Troubleshooting
Network Performance with Alpine
Jeffrey Papen
As a Network Engineer, I am often annoyed by slow Internet performance
caused by network issues like congestion, fiber cuts, and packet
loss. I would love to wave a magic wand at my DSL modem to re-route
traffic down the fastest available path, but my only recourse is
opening trouble tickets with my ISP. Waiting for my ISP to fix the
problem often leaves me frustrated with their inability to avoid
problem networks and identify faster paths.
Single-homed networks (those having only one ISP, like my home
LAN) must wait for their ISP to resolve network issues.

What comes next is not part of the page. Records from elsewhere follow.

use std::net::SocketAddr;
use std::sync::Arc;

use reqwest::{Client, StatusCode};
use serde_json::{json, Value};
use wiremock::MockServer;

use crm_relay::config::{ApiConfig, Config, QueueConfig};
use crm_relay::store::MemoryQueueStore;

pub const ENDPOINT_ID: &str = "shop.Website";
pub const SECRET_KEY: &str = "test-secret-key";

/// A running relay backed by the in-memory store and a mock CRM.
pub struct TestApp {
    pub addr: SocketAddr,
    pub client: Client,
    pub crm: MockServer,
    pub store: Arc<MemoryQueueStore>,
    pub admin_token: Option<String>,
}

impl TestApp {
    pub fn url(&self, path: &str) -> String {
        format!("http://{}{}", self.addr, path)
    }

    fn authed(&self, req: reqwest::RequestBuilder) -> reqwest::RequestBuilder {
        match &self.admin_token {
            Some(token) => req.bearer_auth(token),
            None => req,
        }
    }

    /// Make a GET request, with the admin token if one is configured.
    pub async fn get(&self, path: &str) -> (Value, StatusCode) {
        let resp = self
            .authed(self.client.get(self.url(path)))
            .send()
            .await
            .expect("get request failed");
        let status = resp.status();
        let body: Value = resp.json().await.unwrap_or(json!(null));
        (body, status)
    }

    /// Make a POST request with a JSON body, with the admin token if one is configured.
    pub async fn post(&self, path: &str, body: &Value) -> (Value, StatusCode) {
        let resp = self
            .authed(self.client.post(self.url(path)))
            .json(body)
            .send()
            .await
            .expect("post request failed");
        let status = resp.status();
        let body: Value = resp.json().await.unwrap_or(json!(null));
        (body, status)
    }
}

pub fn test_config(crm_url: &str, admin_token: Option<String>) -> Config {
    Config {
        database_url: "postgres://unused".to_string(),
        host: "127.0.0.1".parse().unwrap(),
        port: 0, // unused, we bind to random port
        log_level: "warn".to_string(),
        admin_token,
        api: ApiConfig::new(crm_url, ENDPOINT_ID).with_secret_key(ENDPOINT_ID, SECRET_KEY),
        queue: QueueConfig::default(),
    }
}

pub async fn spawn_app() -> TestApp {
    spawn_app_with_token(None).await
}

/// Spawn a relay on a random port with a fresh store and mock CRM.
pub async fn spawn_app_with_token(admin_token: Option<&str>) -> TestApp {
    let crm = MockServer::start().await;
    let store = Arc::new(MemoryQueueStore::new());
    let admin_token = admin_token.map(str::to_string);

    let (app, _state) =
        crm_relay::build_app(store.clone(), test_config(&crm.uri(), admin_token.clone()));

    let listener = tokio::net::TcpListener::bind("127.0.0.1:0")
        .await
        .expect("Failed to bind to random port");
    let addr = listener.local_addr().unwrap();

    tokio::spawn(async move {
        axum::serve(listener, app).await.expect("Server failed");
    });

    TestApp {
        addr,
        client: Client::new(),
        crm,
        store,
        admin_token,
    }
}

Multi-homed
networks (those having connections to multiple ISPs, like Yahoo!
and Peak Web Hosting) offer significantly reduced problem resolution
times by routing traffic around poorly performing networks.
Previously, when users discovered problems getting to external
networks, finding unique alternate paths was a complex process.
Learning all available paths required logging into multiple routers
and repeatedly executing the same diagnostic commands. Depending
on the situation, rerouting traffic to test a candidate path could
be as simple as adding static routes or could involve all kinds
of network voodoo. Also, this highly invasive testing method carried
the risk of degrading all network performance. I have often spent
more than an hour finding a faster path to an important external
network. Because rerouting traffic and testing alternate paths consumes
extensive network engineering time and resources, giving users the
ability to test available networking options without changing router
configurations or affecting live network traffic is clearly advantageous
for any multi-homed environment.
In this article, I will describe the freeware application Alpine,
which makes this troubleshooting process faster, easier, and less
invasive. Alpine does not affect existing network traffic and requires
no special user privileges, router access, or router configuration
changes. Troubleshooting tasks that previously required an hour
of manual configuration can now be done in less than 5 minutes.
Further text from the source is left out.